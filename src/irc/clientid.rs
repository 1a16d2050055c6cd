/// Client identifiers — the `nick[!user]@host` form carried in message
/// prefixes (RFC 2812 §2.3.1) and in the tail of RPL_WELCOME.
use std::fmt;

/// A parsed client identifier.
///
/// `user` and `host` are optional; a present `user` implies a present
/// `host`, which the parser guarantees by construction.
#[derive(Debug, Clone, Default, PartialEq, Eq)]
pub struct ClientId {
    pub nick: String,
    pub user: Option<String>,
    pub host: Option<String>,
}

/// Errors that can occur while parsing a client identifier.
#[derive(Debug, Clone, PartialEq, Eq, thiserror::Error)]
pub enum ClientIdError {
    #[error("no nick in client id")]
    NoNick,
    #[error("more than one '@' in client id")]
    MultipleAt,
    #[error("more than one '!' in client id")]
    MultipleBang,
}

impl ClientId {
    /// A bare-nick identifier.
    pub fn from_nick(nick: impl Into<String>) -> Self {
        ClientId {
            nick: nick.into(),
            user: None,
            host: None,
        }
    }

    /// Parse `nick`, `nick@host`, or `nick!user@host`.
    ///
    /// A `!` without a following `@host` is not split; the whole text is
    /// taken as the nick, mirroring how servers treat such prefixes.
    pub fn parse(text: &str) -> Result<Self, ClientIdError> {
        let (nick_user, host) = match text.split_once('@') {
            None => (text, None),
            Some((nick_user, host)) => {
                if host.contains('@') {
                    return Err(ClientIdError::MultipleAt);
                }
                (nick_user, Some(host))
            }
        };

        let (nick, user) = match host {
            None => (nick_user, None),
            Some(_) => match nick_user.split_once('!') {
                None => (nick_user, None),
                Some((nick, user)) => {
                    if user.contains('!') {
                        return Err(ClientIdError::MultipleBang);
                    }
                    (nick, Some(user))
                }
            },
        };

        if nick.is_empty() {
            return Err(ClientIdError::NoNick);
        }

        Ok(ClientId {
            nick: nick.to_owned(),
            user: user.map(str::to_owned),
            host: host.map(str::to_owned),
        })
    }
}

impl fmt::Display for ClientId {
    fn fmt(&self, f: &mut fmt::Formatter<'_>) -> fmt::Result {
        f.write_str(&self.nick)?;
        // Without a host there is nowhere to hang a user part.
        if let Some(ref host) = self.host {
            if let Some(ref user) = self.user {
                write!(f, "!{user}")?;
            }
            write!(f, "@{host}")?;
        }
        Ok(())
    }
}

::::::::

Your task:
Copy the records above. Keep every word as it is.

Solution:
filename src/irc/clientid.rs
repository 1a16d2050055c6cd
/// Client identifiers — the `nick[!user]@host` form carried in message
/// prefixes (RFC 2812 §2.3.1) and in the tail of RPL_WELCOME.
use std::fmt;

/// A parsed client identifier.
///
/// `user` and `host` are optional; a present `user` implies a present
/// `host`, which the parser guarantees by construction.
#[derive(Debug, Clone, Default, PartialEq, Eq)]
pub struct ClientId {
    pub nick: String,
    pub user: Option<String>,
    pub host: Option<String>,
}

/// Errors that can occur while parsing a client identifier.
#[derive(Debug, Clone, PartialEq, Eq, thiserror::Error)]
pub enum ClientIdError {
    #[error("no nick in client id")]
    NoNick,
    #[error("more than one '@' in client id")]
    MultipleAt,
    #[error("more than one '!' in client id")]
    MultipleBang,
}

impl ClientId {
    /// A bare-nick identifier.
    pub fn from_nick(nick: impl Into<String>) -> Self {
        ClientId {
            nick: nick.into(),
            user: None,
            host: None,
        }
    }

    /// Parse `nick`, `nick@host`, or `nick!user@host`.
    ///
    /// A `!` without a following `@host` is not split; the whole text is
    /// taken as the nick, mirroring how servers treat such prefixes.
    pub fn parse(text: &str) -> Result<Self, ClientIdError> {
        let (nick_user, host) = match text.split_once('@') {
            None => (text, None),
            Some((nick_user, host)) => {
                if host.contains('@') {
                    return Err(ClientIdError::MultipleAt);
                }
                (nick_user, Some(host))
            }
        };

        let (nick, user) = match host {
            None => (nick_user, None),
            Some(_) => match nick_user.split_once('!') {
                None => (nick_user, None),
                Some((nick, user)) => {
                    if user.contains('!') {
                        return Err(ClientIdError::MultipleBang);
                    }
                    (nick, Some(user))
                }
            },
        };

        if nick.is_empty() {
            return Err(ClientIdError::NoNick);
        }

        Ok(ClientId {
            nick: nick.to_owned(),
            user: user.map(str::to_owned),
            host: host.map(str::to_owned),
        })
    }
}

impl fmt::Display for ClientId {
    fn fmt(&self, f: &mut fmt::Formatter<'_>) -> fmt::Result {
        f.write_str(&self.nick)?;
        // Without a host there is nowhere to hang a user part.
        if let Some(ref host) = self.host {
            if let Some(ref user) = self.user {
                write!(f, "!{user}")?;
            }
            write!(f, "@{host}")?;
        }
        Ok(())
    }
}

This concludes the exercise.